Albert, a professor at Ludwig Maximilians University of Munich, member of the EANM Oncology & Theranostics Committee, and Scientific Chair of the Nuclear Medicine and Neuro-Oncology (NMN) Symposium, highlighted the clinical application of PET RANO during NMN 2026, which took place in Vienna in May.
The meeting featured dedicated sessions on PET RANO implementation, amino acid PET in glioma imaging, emerging theranostic targets, blood-brain barrier opening strategies, and ongoing clinical trials in neuro-oncology.
The PET RANO criteria were developed by the international Response Assessment in Neuro-Oncology (RANO) group and published in The Lancet Oncology in 2024. While originally designed for use in clinical trials, Albert noted that the criteria are increasingly being discussed and applied in clinical practice and have become a useful educational tool for trainees and young physicians.
"The PET RANO 1.0 criteria proved very practical," Albert said, explaining that questions about PET RANO assessments arise regularly during neuro-oncology tumor board discussions.
Expanding theranostic opportunities
Beyond imaging, theranostic approaches continue to be explored across several neuro-oncological indications. Theranostics combines molecular imaging and targeted radionuclide therapy using the same biological target. While established in diseases such as prostate cancer and neuroendocrine tumors, applications in brain tumors remain largely within the clinical research setting, she noted.
Among the most promising targets, Albert highlighted somatostatin receptor subtype 2 (SSTR2) in meningiomas.
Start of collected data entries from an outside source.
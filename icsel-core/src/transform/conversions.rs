//! Remove-redundant-conversions (§4.8): `zext`/`sext` immediately followed
//! by an `and`/`xor` against a mask covering exactly the pre-extension bits
//! is a no-op masking; the mask becomes a `Copy`.

use crate::graph::{DataType, Direction, EdgeKind, EntityKind, Graph, NodeKind, NodeRef, OperationKind};
use crate::opstructure::OpStructure;

fn int_bits(dt: &DataType) -> Option<u16> {
    match dt {
        DataType::IntTemp { bits } => Some(*bits),
        DataType::IntConst { bits, .. } => *bits,
        _ => None,
    }
}

fn is_ext(kind: &NodeKind) -> bool {
    matches!(kind, NodeKind::Operation(OperationKind::Computation(op)) if op == "zext" || op == "sext")
}

/// The two data-flow operands of a binary op, in in-edge-number order, each
/// paired with its edge.
fn binary_operands(g: &Graph, n: NodeRef) -> Option<[(crate::graph::EdgeRef, NodeRef); 2]> {
    let mut edges = g.in_edges(n, Some(EdgeKind::DataFlow));
    g.sort_by_edge_number(&mut edges, Direction::In);
    if edges.len() != 2 {
        return None;
    }
    let (_, a) = g.edge_endpoints(edges[0]);
    let (_, b) = g.edge_endpoints(edges[1]);
    Some([(edges[0], a), (edges[1], b)])
}

fn fully_determined_int_const(g: &Graph, n: NodeRef) -> Option<i64> {
    match g.node_kind(n) {
        NodeKind::Entity(EntityKind::Value {
            data_type: DataType::IntConst { range, .. },
            ..
        }) if range.0 == range.1 => Some(range.0),
        _ => None,
    }
}

/// `remove_redundant_conversions`.
pub fn remove_redundant_conversions(op_structure: &OpStructure) -> OpStructure {
    let mut out = op_structure.clone();
    let g = &mut out.graph;

    let candidates: Vec<NodeRef> = g
        .nodes()
        .filter(|n| match g.node_kind(*n) {
            NodeKind::Operation(OperationKind::Computation(op)) => op == "and" || op == "xor",
            _ => false,
        })
        .collect();

    for mask_op in candidates {
        let Some([(e0, n0), (e1, n1)]) = binary_operands(g, mask_op) else {
            continue;
        };
        let (mask_edge, mask_value, other) = match (fully_determined_int_const(g, n0), fully_determined_int_const(g, n1)) {
            (Some(v), None) => (e0, v, n1),
            (None, Some(v)) => (e1, v, n0),
            _ => continue,
        };
        let Some(ext) = g.in_neighbours(other, Some(EdgeKind::DataFlow)).first().copied() else {
            continue;
        };
        if !is_ext(g.node_kind(ext)) {
            continue;
        }
        let Some(pre_ext) = g.in_neighbours(ext, Some(EdgeKind::DataFlow)).first().copied() else {
            continue;
        };
        let Some(original_bits) = (match g.node_kind(pre_ext) {
            NodeKind::Entity(EntityKind::Value { data_type, .. }) => int_bits(data_type),
            _ => None,
        }) else {
            continue;
        };
        if original_bits >= 64 {
            continue;
        }
        let expected_mask = (1i64 << original_bits) - 1;
        if mask_value == expected_mask {
            g.delete_edge(mask_edge);
            g.set_node_kind(mask_op, NodeKind::Operation(OperationKind::Copy));
        }
    }

    out
}

#[cfg(test)]
mod tests {
    use super::*;
    use crate::graph::Graph;

    fn int_temp(g: &mut Graph, bits: u16) -> NodeRef {
        g.add_node(NodeKind::Entity(EntityKind::Value {
            data_type: DataType::IntTemp { bits },
            origin: None,
        }))
    }

    fn int_const(g: &mut Graph, value: i64) -> NodeRef {
        g.add_node(NodeKind::Entity(EntityKind::Value {
            data_type: DataType::IntConst {
                range: (value, value),
                bits: None,
            },
            origin: None,
        }))
    }

    #[test]
    fn zext_then_mask_becomes_copy() {
        let mut g = Graph::new();
        let narrow = int_temp(&mut g, 8);
        let ext = g.add_node(NodeKind::Operation(OperationKind::Computation("zext".into())));
        let wide = int_temp(&mut g, 32);
        let mask = int_const(&mut g, 0xFF);
        let and_op = g.add_node(NodeKind::Operation(OperationKind::Computation("and".into())));
        g.add_edge(EdgeKind::DataFlow, narrow, ext);
        g.add_edge(EdgeKind::DataFlow, ext, wide);
        g.add_edge(EdgeKind::DataFlow, wide, and_op);
        g.add_edge(EdgeKind::DataFlow, mask, and_op);

        let result = remove_redundant_conversions(&OpStructure::new(g));
        assert!(matches!(
            result.graph.node_kind(and_op),
            NodeKind::Operation(OperationKind::Copy)
        ));
        assert_eq!(result.graph.in_neighbours(and_op, Some(EdgeKind::DataFlow)), vec![wide]);
    }

    #[test]
    fn wrong_mask_is_left_alone() {
        let mut g = Graph::new();
        let narrow = int_temp(&mut g, 8);
        let ext = g.add_node(NodeKind::Operation(OperationKind::Computation("zext".into())));
        let wide = int_temp(&mut g, 32);
        let mask = int_const(&mut g, 0x0F);
        let and_op = g.add_node(NodeKind::Operation(OperationKind::Computation("and".into())));
        g.add_edge(EdgeKind::DataFlow, narrow, ext);
        g.add_edge(EdgeKind::DataFlow, ext, wide);
        g.add_edge(EdgeKind::DataFlow, wide, and_op);
        g.add_edge(EdgeKind::DataFlow, mask, and_op);

        let result = remove_redundant_conversions(&OpStructure::new(g));
        assert!(matches!(
            result.graph.node_kind(and_op),
            NodeKind::Operation(OperationKind::Computation(op)) if op == "and"
        ));
    }
}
Research efforts are also investigating theranostic strategies in glioblastoma and brain metastases, reflecting growing interest in expanding the approach to neuro-oncology.
At NMN 2026, theranostics featured prominently in discussions on clinical trial design, emerging targets, and novel radionuclide therapies, including alpha-emitter approaches and first-in-human studies.
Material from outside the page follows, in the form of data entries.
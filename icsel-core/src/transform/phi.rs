//! Phi-node invariants and redundant-phi removal (§4.8).
//!
//! A phi's data-flow in-edges and def-placement in-edges are paired
//! positionally: the k-th data-flow in-edge names the value coming in, and
//! the k-th def-placement in-edge names the block it comes from.

use super::rename_pub_id_everywhere;
use crate::error::{CoreError, CoreResult};
use crate::graph::{Direction, EdgeKind, Graph, NodeKind, NodeRef, OperationKind, PubId};
use crate::opstructure::OpStructure;

fn closest_common_dominator(g: &Graph, blocks: &[NodeRef]) -> CoreResult<NodeRef> {
    let dom_sets = g.dom_sets()?;
    let mut candidates: Option<std::collections::HashSet<NodeRef>> = None;
    for b in blocks {
        let doms = dom_sets
            .get(b)
            .cloned()
            .ok_or_else(|| CoreError::precondition("closest_common_dominator", format!("block {:?} has no dominator set", b)))?;
        candidates = Some(match candidates {
            None => doms,
            Some(c) => c.intersection(&doms).copied().collect(),
        });
    }
    let candidates = candidates.unwrap_or_default();
    candidates
        .into_iter()
        .max_by_key(|d| dom_sets.get(d).map_or(0, |s| s.len()))
        .ok_or_else(|| CoreError::precondition("closest_common_dominator", "blocks share no common dominator".to_string()))
}

fn phi_in_pairs(g: &Graph, phi: NodeRef) -> Vec<EdgeRefPair> {
    let mut df = g.in_edges(phi, Some(EdgeKind::DataFlow));
    g.sort_by_edge_number(&mut df, Direction::In);
    let mut def = g.in_edges(phi, Some(EdgeKind::DefPlacement));
    g.sort_by_edge_number(&mut def, Direction::In);
    assert_eq!(
        df.len(),
        def.len(),
        "phi node {:?} has {} data-flow in-edges but {} def-placement in-edges",
        phi,
        df.len(),
        def.len()
    );
    df.into_iter()
        .zip(def)
        .map(|(d, p)| {
            let (value, _) = g.edge_endpoints(d);
            let (block, _) = g.edge_endpoints(p);
            EdgeRefPair { value, block }
        })
        .collect()
}

struct EdgeRefPair {
    value: NodeRef,
    block: NodeRef,
}

fn rebuild_phi_inputs(g: &mut Graph, phi: NodeRef, pairs: Vec<(NodeRef, NodeRef)>) {
    for e in g.in_edges(phi, Some(EdgeKind::DataFlow)) {
        g.delete_edge(e);
    }
    for e in g.in_edges(phi, Some(EdgeKind::DefPlacement)) {
        g.delete_edge(e);
    }
    for (value, block) in pairs {
        g.add_edge(EdgeKind::DataFlow, value, phi);
        g.add_edge(EdgeKind::DefPlacement, block, phi);
    }
}

/// `enforce_phi_node_invariants`:
/// (a) collapse repeated data-flow in-edges from the same value into one,
///     redirecting the def-edge to the closest common dominator of the
///     replaced definition blocks;
/// (b) when multiple distinct values arrive from the same block, keep only
///     the first.
pub fn enforce_phi_node_invariants(op_structure: &OpStructure) -> OpStructure {
    let mut out = op_structure.clone();
    let phis: Vec<NodeRef> = out
        .graph
        .nodes()
        .filter(|n| matches!(out.graph.node_kind(*n), NodeKind::Operation(OperationKind::Phi)))
        .collect();

    for phi in phis {
        let pairs = phi_in_pairs(&out.graph, phi);
        if pairs.is_empty() {
            continue;
        }

        // (a) collapse duplicate values.
        let mut by_value: Vec<(PubId, NodeRef, Vec<NodeRef>)> = Vec::new();
        for p in &pairs {
            let id = out.graph.pub_id(p.value);
            match by_value.iter_mut().find(|(vid, _, _)| *vid == id) {
                Some((_, _, blocks)) => blocks.push(p.block),
                None => by_value.push((id, p.value, vec![p.block])),
            }
        }
        let mut collapsed: Vec<(NodeRef, NodeRef)> = Vec::with_capacity(by_value.len());
        for (_, value, blocks) in by_value {
            let block = if blocks.len() == 1 {
                blocks[0]
            } else {
                closest_common_dominator(&out.graph, &blocks)
                    .expect("phi definition blocks must share a common dominator")
            };
            collapsed.push((value, block));
        }

        // (b) when multiple values arrive from the same block, keep the first.
        let mut seen_blocks: Vec<NodeRef> = Vec::new();
        let mut deduped: Vec<(NodeRef, NodeRef)> = Vec::with_capacity(collapsed.len());
        for (value, block) in collapsed {
            if seen_blocks.contains(&block) {
                continue;
            }
            seen_blocks.push(block);
            deduped.push((value, block));
        }

        rebuild_phi_inputs(&mut out.graph, phi, deduped);
    }

    out
}

/// `remove_redundant_phi_nodes`: a phi with a single input is deleted, and
/// its input value merged with its output value under the input's public ID
/// (the spec calls for "referenced through the merged ID everywhere").
pub fn remove_redundant_phi_nodes(op_structure: &OpStructure) -> OpStructure {
    let mut out = op_structure.clone();
    let phis: Vec<NodeRef> = out
        .graph
        .nodes()
        .filter(|n| matches!(out.graph.node_kind(*n), NodeKind::Operation(OperationKind::Phi)))
        .collect();

    for phi in phis {
        if !out.graph.is_in_graph(phi) {
            continue;
        }
        let inputs = out.graph.in_neighbours(phi, Some(EdgeKind::DataFlow));
        if inputs.len() != 1 {
            continue;
        }
        let input = inputs[0];
        let output = *out
            .graph
            .out_neighbours(phi, Some(EdgeKind::DataFlow))
            .first()
            .expect("phi node must define an output value");

        let input_id = out.graph.pub_id(input);
        let output_id = out.graph.pub_id(output);
        out.graph.merge_nodes(input, output);
        out.graph.delete_node(phi);
        rename_pub_id_everywhere(&mut out, output_id, input_id);
    }

    out
}

#[cfg(test)]
mod tests {
    use super::*;
    use crate::graph::{DataType, EntityKind};

    fn value(g: &mut Graph) -> NodeRef {
        g.add_node(NodeKind::Entity(EntityKind::Value {
            data_type: DataType::IntTemp { bits: 32 },
            origin: None,
        }))
    }

    fn block(g: &mut Graph, name: &str) -> NodeRef {
        g.add_node(NodeKind::Block { name: name.into() })
    }

    /// §8 scenario 2: a phi with two data-flow in-edges from the same value,
    /// with def-edges from B1 and B2 whose closest common dominator is B0;
    /// after enforcement the phi has one in-edge from that value and one
    /// def-edge from B0.
    #[test]
    fn duplicate_phi_operand_collapses_to_common_dominator() {
        let mut g = Graph::new();
        let b0 = block(&mut g, "b0");
        let b1 = block(&mut g, "b1");
        let b2 = block(&mut g, "b2");
        g.add_edge(EdgeKind::ControlFlow, b0, b1);
        g.add_edge(EdgeKind::ControlFlow, b0, b2);

        let v = value(&mut g);
        let phi = g.add_node(NodeKind::Operation(OperationKind::Phi));
        g.add_edge(EdgeKind::DataFlow, v, phi);
        g.add_edge(EdgeKind::DefPlacement, b1, phi);
        g.add_edge(EdgeKind::DataFlow, v, phi);
        g.add_edge(EdgeKind::DefPlacement, b2, phi);

        let result = enforce_phi_node_invariants(&OpStructure::new(g));
        let df = result.graph.in_neighbours(phi, Some(EdgeKind::DataFlow));
        let def = result.graph.in_neighbours(phi, Some(EdgeKind::DefPlacement));
        assert_eq!(df, vec![v]);
        assert_eq!(def, vec![b0]);
    }

    #[test]
    fn values_from_same_block_are_deduplicated() {
        let mut g = Graph::new();
        let b0 = block(&mut g, "b0");
        let v1 = value(&mut g);
        let v2 = value(&mut g);
        let phi = g.add_node(NodeKind::Operation(OperationKind::Phi));
        g.add_edge(EdgeKind::DataFlow, v1, phi);
        g.add_edge(EdgeKind::DefPlacement, b0, phi);
        g.add_edge(EdgeKind::DataFlow, v2, phi);
        g.add_edge(EdgeKind::DefPlacement, b0, phi);

        let result = enforce_phi_node_invariants(&OpStructure::new(g));
        assert_eq!(result.graph.in_neighbours(phi, Some(EdgeKind::DataFlow)), vec![v1]);
    }

    #[test]
    fn single_input_phi_is_removed_and_endpoints_merged() {
        let mut g = Graph::new();
        let input = value(&mut g);
        let phi = g.add_node(NodeKind::Operation(OperationKind::Phi));
        let output = value(&mut g);
        let user = g.add_node(NodeKind::Operation(OperationKind::Computation("add".into())));
        g.add_edge(EdgeKind::DataFlow, input, phi);
        g.add_edge(EdgeKind::DataFlow, phi, output);
        g.add_edge(EdgeKind::DataFlow, output, user);

        let result = remove_redundant_phi_nodes(&OpStructure::new(g));
        assert!(!result.graph.is_in_graph(phi));
        assert!(!result.graph.is_in_graph(output));
        assert_eq!(result.graph.out_neighbours(input, Some(EdgeKind::DataFlow)), vec![user]);
    }
}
Addressing the blood-brain barrier
One of the major challenges in neurotheranostics remains the blood-brain barrier, which can limit the delivery of therapeutic compounds to brain tumors.
To address this issue, Albert and colleagues developed the NMN-BBB Score, a combined PET- and MRI-based tool designed to assess blood-brain barrier permeability and support patient selection for investigational therapies.
According to Albert, such approaches may help identify patients most likely to benefit from future theranostic interventions. They may also prove valuable for studies investigating blood-brain barrier opening techniques, such as focused ultrasound, which was another topic highlighted during NMN 2026.
Building evidence
Despite increasing interest in neurotheranostics, Albert believes that evidence generation should remain a priority. She cautioned that widespread compassionate-use programs can make recruitment into prospective clinical trials more difficult, potentially slowing the generation of the data needed to evaluate efficacy and safety.
Instead, she advocates expanding access to well-designed clinical studies that can simultaneously provide treatment opportunities and generate robust evidence.
When asked what she would change if resources were immediately available, Albert pointed to funding for a large randomized trial evaluating amino acid PET in gliomas. According to her, the study design is already complete and aims to generate the high-level evidence needed to further define the role of molecular imaging in neuro-oncology.
For Albert, the future of neurotheranostics will depend not only on promising targets and technological innovation, but also on the quality of the clinical evidence supporting their adoption. As research continues to evolve, she believes that carefully designed trials will be essential for translating scientific advances into routine patient care.